//! External control plane for agent sessions
//!
//! Every session runs under one supervising task. The agent loop (producer)
//! runs inline in that task and pushes step events into a bounded queue; a
//! consumer task forwards them to the subscriber and watches the control
//! flags between deliveries. Control operations only flip flags or enqueue
//! messages and return immediately.

mod events;
mod signals;

use std::collections::VecDeque;
use std::sync::Arc;
use std::time::Duration;

use async_trait::async_trait;
use chrono::{DateTime, Utc};
use dashmap::DashMap;
use llm_core::{ChatMessage, ChatProvider, ToolCall};
use parking_lot::Mutex;
use serde::{Deserialize, Serialize};
use serde_json::Value;
use tokio::sync::mpsc;
use tokio::time::{sleep, timeout};
use tracing::{debug, error, info, instrument, warn};
use uuid::Uuid;

pub use events::{PlannedCall, SessionEvent, SessionStatus};
pub use signals::ControlSignals;

use events::QueueItem;

use crate::agent::{prompt, AgentConfig, AgentLoop, SharedPlan, StepObserver, StepRecord};
use crate::config::EngineConfig;
use crate::delegate::DelegateTool;
use crate::deps::resolve;
use crate::error::{ControlError, SessionError};
use crate::replay::{replay, ReplayStatus};
use crate::rpc::{PeerHandle, PeerProvisioner, RpcChannel};
use crate::store::{SessionRecord, SessionStore, UnitGraph, UnitStore};
use crate::tools::builtin::{BrowserTool, PlanningTool, TerminateTool};
use crate::tools::dispatcher::Dispatcher;
use crate::tools::registry::ToolRegistry;
use crate::tools::{Tool, ToolContext};

/// Parameters of a new session
#[derive(Debug, Clone, Default, Serialize, Deserialize)]
pub struct StartRequest {
    pub prompt: String,
    pub unit_id: Option<String>,
    pub user_id: Option<String>,
    pub tenant_id: Option<String>,
    /// Overrides `agent.max_steps`
    pub max_steps: Option<u64>,
}

impl StartRequest {
    pub fn new(prompt: impl Into<String>) -> Self {
        Self {
            prompt: prompt.into(),
            ..Default::default()
        }
    }

    pub fn with_unit(mut self, unit_id: impl Into<String>) -> Self {
        self.unit_id = Some(unit_id.into());
        self
    }

    pub fn with_user(mut self, user_id: impl Into<String>) -> Self {
        self.user_id = Some(user_id.into());
        self
    }

    pub fn with_tenant(mut self, tenant_id: impl Into<String>) -> Self {
        self.tenant_id = Some(tenant_id.into());
        self
    }

    pub fn with_max_steps(mut self, max_steps: u64) -> Self {
        self.max_steps = Some(max_steps);
        self
    }
}

/// Snapshot of an active session
#[derive(Debug, Clone, PartialEq, Serialize, Deserialize)]
pub struct SessionSummary {
    pub id: String,
    pub status: SessionStatus,
    pub unit_id: Option<String>,
    pub current_step: u64,
    pub started_at: DateTime<Utc>,
}

/// Control-plane view of a running session
#[derive(Clone)]
struct SessionHandle {
    signals: Arc<ControlSignals>,
    inbox: Arc<Mutex<VecDeque<String>>>,
    status: Arc<Mutex<SessionStatus>>,
    events: mpsc::UnboundedSender<SessionEvent>,
    unit_id: Option<String>,
    started_at: DateTime<Utc>,
}

impl SessionHandle {
    fn emit(&self, event: SessionEvent) {
        // A dropped subscriber does not stop the session
        let _ = self.events.send(event);
    }
}

struct Inner {
    config: EngineConfig,
    provider: Arc<dyn ChatProvider>,
    provisioner: Arc<dyn PeerProvisioner>,
    sessions: Arc<dyn SessionStore>,
    units: Option<Arc<dyn UnitStore>>,
    active: DashMap<String, SessionHandle>,
}

/// Starts sessions and relays control commands to them
#[derive(Clone)]
pub struct SessionController {
    inner: Arc<Inner>,
}

impl SessionController {
    /// `units` enables dependency chains and proven-step persistence
    pub fn new(
        config: EngineConfig,
        provider: Arc<dyn ChatProvider>,
        provisioner: Arc<dyn PeerProvisioner>,
        sessions: Arc<dyn SessionStore>,
        units: Option<Arc<dyn UnitStore>>,
    ) -> Self {
        Self {
            inner: Arc::new(Inner {
                config,
                provider,
                provisioner,
                sessions,
                units,
                active: DashMap::new(),
            }),
        }
    }

    /// Start a session; progress arrives on the returned receiver
    pub fn start(&self, request: StartRequest) -> (String, mpsc::UnboundedReceiver<SessionEvent>) {
        let id = Uuid::new_v4().to_string();
        let (events, rx) = mpsc::unbounded_channel();
        let handle = SessionHandle {
            signals: Arc::new(ControlSignals::new()),
            inbox: Arc::new(Mutex::new(VecDeque::new())),
            status: Arc::new(Mutex::new(SessionStatus::Initializing)),
            events,
            unit_id: request.unit_id.clone(),
            started_at: Utc::now(),
        };
        self.inner.active.insert(id.clone(), handle.clone());
        info!(session_id = %id, unit_id = ?request.unit_id, "Session starting");

        let supervisor = Supervisor::new(self.inner.clone(), id.clone(), request, handle);
        tokio::spawn(supervisor.run());
        (id, rx)
    }

    fn handle(&self, id: &str) -> Result<SessionHandle, ControlError> {
        self.inner
            .active
            .get(id)
            .map(|entry| entry.value().clone())
            .ok_or_else(|| ControlError::NotFound(id.to_string()))
    }

    pub fn pause(&self, id: &str) -> Result<(), ControlError> {
        let handle = self.handle(id)?;
        let mut status = handle.status.lock();
        if *status != SessionStatus::Running {
            return Err(ControlError::NotRunning(id.to_string()));
        }
        handle.signals.pause();
        *status = SessionStatus::Paused;
        info!(session_id = %id, "Pause requested");
        Ok(())
    }

    pub fn resume(&self, id: &str) -> Result<(), ControlError> {
        let handle = self.handle(id)?;
        let mut status = handle.status.lock();
        if *status != SessionStatus::Paused {
            return Err(ControlError::NotRunning(id.to_string()));
        }
        handle.signals.resume();
        *status = SessionStatus::Running;
        info!(session_id = %id, "Resume requested");
        Ok(())
    }

    /// Stop the session at the next step boundary; works while paused
    pub fn terminate(&self, id: &str) -> Result<(), ControlError> {
        let handle = self.handle(id)?;
        handle.signals.request_stop();
        info!(session_id = %id, "Termination requested");
        Ok(())
    }

    /// Queue a user instruction for the next decision
    pub fn intervene(&self, id: &str, message: &str) -> Result<(), ControlError> {
        let handle = self.handle(id)?;
        if !matches!(
            *handle.status.lock(),
            SessionStatus::Running | SessionStatus::Paused
        ) {
            return Err(ControlError::NotRunning(id.to_string()));
        }

        let was_paused = handle.signals.pause();
        handle.inbox.lock().push_back(message.to_string());
        let after_step = handle.signals.step();
        handle.emit(SessionEvent::Intervention {
            after_step,
            message: message.to_string(),
        });
        if !was_paused {
            handle.signals.resume();
        }
        info!(session_id = %id, after_step, "Intervention queued");
        Ok(())
    }

    pub fn status(&self, id: &str) -> Result<SessionStatus, ControlError> {
        Ok(*self.handle(id)?.status.lock())
    }

    pub fn list_active(&self) -> Vec<SessionSummary> {
        let mut sessions: Vec<_> = self
            .inner
            .active
            .iter()
            .map(|entry| SessionSummary {
                id: entry.key().clone(),
                status: *entry.status.lock(),
                unit_id: entry.unit_id.clone(),
                current_step: entry.signals.step(),
                started_at: entry.started_at,
            })
            .collect();
        sessions.sort_by_key(|s| s.started_at);
        sessions
    }
}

□ □ □ □

▶ **EXERCISE INSTRUCTIONS**
Transcribe the listing above in full, word for word.

▶ **EXERCISE OUTPUT**
//! External control plane for agent sessions
//!
//! Every session runs under one supervising task. The agent loop (producer)
//! runs inline in that task and pushes step events into a bounded queue; a
//! consumer task forwards them to the subscriber and watches the control
//! flags between deliveries. Control operations only flip flags or enqueue
//! messages and return immediately.

mod events;
mod signals;

use std::collections::VecDeque;
use std::sync::Arc;
use std::time::Duration;

use async_trait::async_trait;
use chrono::{DateTime, Utc};
use dashmap::DashMap;
use llm_core::{ChatMessage, ChatProvider, ToolCall};
use parking_lot::Mutex;
use serde::{Deserialize, Serialize};
use serde_json::Value;
use tokio::sync::mpsc;
use tokio::time::{sleep, timeout};
use tracing::{debug, error, info, instrument, warn};
use uuid::Uuid;

pub use events::{PlannedCall, SessionEvent, SessionStatus};
pub use signals::ControlSignals;

use events::QueueItem;

use crate::agent::{prompt, AgentConfig, AgentLoop, SharedPlan, StepObserver, StepRecord};
use crate::config::EngineConfig;
use crate::delegate::DelegateTool;
use crate::deps::resolve;
use crate::error::{ControlError, SessionError};
use crate::replay::{replay, ReplayStatus};
use crate::rpc::{PeerHandle, PeerProvisioner, RpcChannel};
use crate::store::{SessionRecord, SessionStore, UnitGraph, UnitStore};
use crate::tools::builtin::{BrowserTool, PlanningTool, TerminateTool};
use crate::tools::dispatcher::Dispatcher;
use crate::tools::registry::ToolRegistry;
use crate::tools::{Tool, ToolContext};

/// Parameters of a new session
#[derive(Debug, Clone, Default, Serialize, Deserialize)]
pub struct StartRequest {
    pub prompt: String,
    pub unit_id: Option<String>,
    pub user_id: Option<String>,
    pub tenant_id: Option<String>,
    /// Overrides `agent.max_steps`
    pub max_steps: Option<u64>,
}

impl StartRequest {
    pub fn new(prompt: impl Into<String>) -> Self {
        Self {
            prompt: prompt.into(),
            ..Default::default()
        }
    }

    pub fn with_unit(mut self, unit_id: impl Into<String>) -> Self {
        self.unit_id = Some(unit_id.into());
        self
    }

    pub fn with_user(mut self, user_id: impl Into<String>) -> Self {
        self.user_id = Some(user_id.into());
        self
    }

    pub fn with_tenant(mut self, tenant_id: impl Into<String>) -> Self {
        self.tenant_id = Some(tenant_id.into());
        self
    }

    pub fn with_max_steps(mut self, max_steps: u64) -> Self {
        self.max_steps = Some(max_steps);
        self
    }
}

/// Snapshot of an active session
#[derive(Debug, Clone, PartialEq, Serialize, Deserialize)]
pub struct SessionSummary {
    pub id: String,
    pub status: SessionStatus,
    pub unit_id: Option<String>,
    pub current_step: u64,
    pub started_at: DateTime<Utc>,
}

/// Control-plane view of a running session
#[derive(Clone)]
struct SessionHandle {
    signals: Arc<ControlSignals>,
    inbox: Arc<Mutex<VecDeque<String>>>,
    status: Arc<Mutex<SessionStatus>>,
    events: mpsc::UnboundedSender<SessionEvent>,
    unit_id: Option<String>,
    started_at: DateTime<Utc>,
}

impl SessionHandle {
    fn emit(&self, event: SessionEvent) {
        // A dropped subscriber does not stop the session
        let _ = self.events.send(event);
    }
}

struct Inner {
    config: EngineConfig,
    provider: Arc<dyn ChatProvider>,
    provisioner: Arc<dyn PeerProvisioner>,
    sessions: Arc<dyn SessionStore>,
    units: Option<Arc<dyn UnitStore>>,
    active: DashMap<String, SessionHandle>,
}

/// Starts sessions and relays control commands to them
#[derive(Clone)]
pub struct SessionController {
    inner: Arc<Inner>,
}

impl SessionController {
    /// `units` enables dependency chains and proven-step persistence
    pub fn new(
        config: EngineConfig,
        provider: Arc<dyn ChatProvider>,
        provisioner: Arc<dyn PeerProvisioner>,
        sessions: Arc<dyn SessionStore>,
        units: Option<Arc<dyn UnitStore>>,
    ) -> Self {
        Self {
            inner: Arc::new(Inner {
                config,
                provider,
                provisioner,
                sessions,
                units,
                active: DashMap::new(),
            }),
        }
    }

    /// Start a session; progress arrives on the returned receiver
    pub fn start(&self, request: StartRequest) -> (String, mpsc::UnboundedReceiver<SessionEvent>) {
        let id = Uuid::new_v4().to_string();
        let (events, rx) = mpsc::unbounded_channel();
        let handle = SessionHandle {
            signals: Arc::new(ControlSignals::new()),
            inbox: Arc::new(Mutex::new(VecDeque::new())),
            status: Arc::new(Mutex::new(SessionStatus::Initializing)),
            events,
            unit_id: request.unit_id.clone(),
            started_at: Utc::now(),
        };
        self.inner.active.insert(id.clone(), handle.clone());
        info!(session_id = %id, unit_id = ?request.unit_id, "Session starting");

        let supervisor = Supervisor::new(self.inner.clone(), id.clone(), request, handle);
        tokio::spawn(supervisor.run());
        (id, rx)
    }

    fn handle(&self, id: &str) -> Result<SessionHandle, ControlError> {
        self.inner
            .active
            .get(id)
            .map(|entry| entry.value().clone())
            .ok_or_else(|| ControlError::NotFound(id.to_string()))
    }

    pub fn pause(&self, id: &str) -> Result<(), ControlError> {
        let handle = self.handle(id)?;
        let mut status = handle.status.lock();
        if *status != SessionStatus::Running {
            return Err(ControlError::NotRunning(id.to_string()));
        }
        handle.signals.pause();
        *status = SessionStatus::Paused;
        info!(session_id = %id, "Pause requested");
        Ok(())
    }

    pub fn resume(&self, id: &str) -> Result<(), ControlError> {
        let handle = self.handle(id)?;
        let mut status = handle.status.lock();
        if *status != SessionStatus::Paused {
            return Err(ControlError::NotRunning(id.to_string()));
        }
        handle.signals.resume();
        *status = SessionStatus::Running;
        info!(session_id = %id, "Resume requested");
        Ok(())
    }

    /// Stop the session at the next step boundary; works while paused
    pub fn terminate(&self, id: &str) -> Result<(), ControlError> {
        let handle = self.handle(id)?;
        handle.signals.request_stop();
        info!(session_id = %id, "Termination requested");
        Ok(())
    }

    /// Queue a user instruction for the next decision
    pub fn intervene(&self, id: &str, message: &str) -> Result<(), ControlError> {
        let handle = self.handle(id)?;
        if !matches!(
            *handle.status.lock(),
            SessionStatus::Running | SessionStatus::Paused
        ) {
            return Err(ControlError::NotRunning(id.to_string()));
        }

        let was_paused = handle.signals.pause();
        handle.inbox.lock().push_back(message.to_string());
        let after_step = handle.signals.step();
        handle.emit(SessionEvent::Intervention {
            after_step,
            message: message.to_string(),
        });
        if !was_paused {
            handle.signals.resume();
        }
        info!(session_id = %id, after_step, "Intervention queued");
        Ok(())
    }

    pub fn status(&self, id: &str) -> Result<SessionStatus, ControlError> {
        Ok(*self.handle(id)?.status.lock())
    }

    pub fn list_active(&self) -> Vec<SessionSummary> {
        let mut sessions: Vec<_> = self
            .inner
            .active
            .iter()
            .map(|entry| SessionSummary {
                id: entry.key().clone(),
                status: *entry.status.lock(),
                unit_id: entry.unit_id.clone(),
                current_step: entry.signals.step(),
                started_at: entry.started_at,
            })
            .collect();
        sessions.sort_by_key(|s| s.started_at);
        sessions
    }
}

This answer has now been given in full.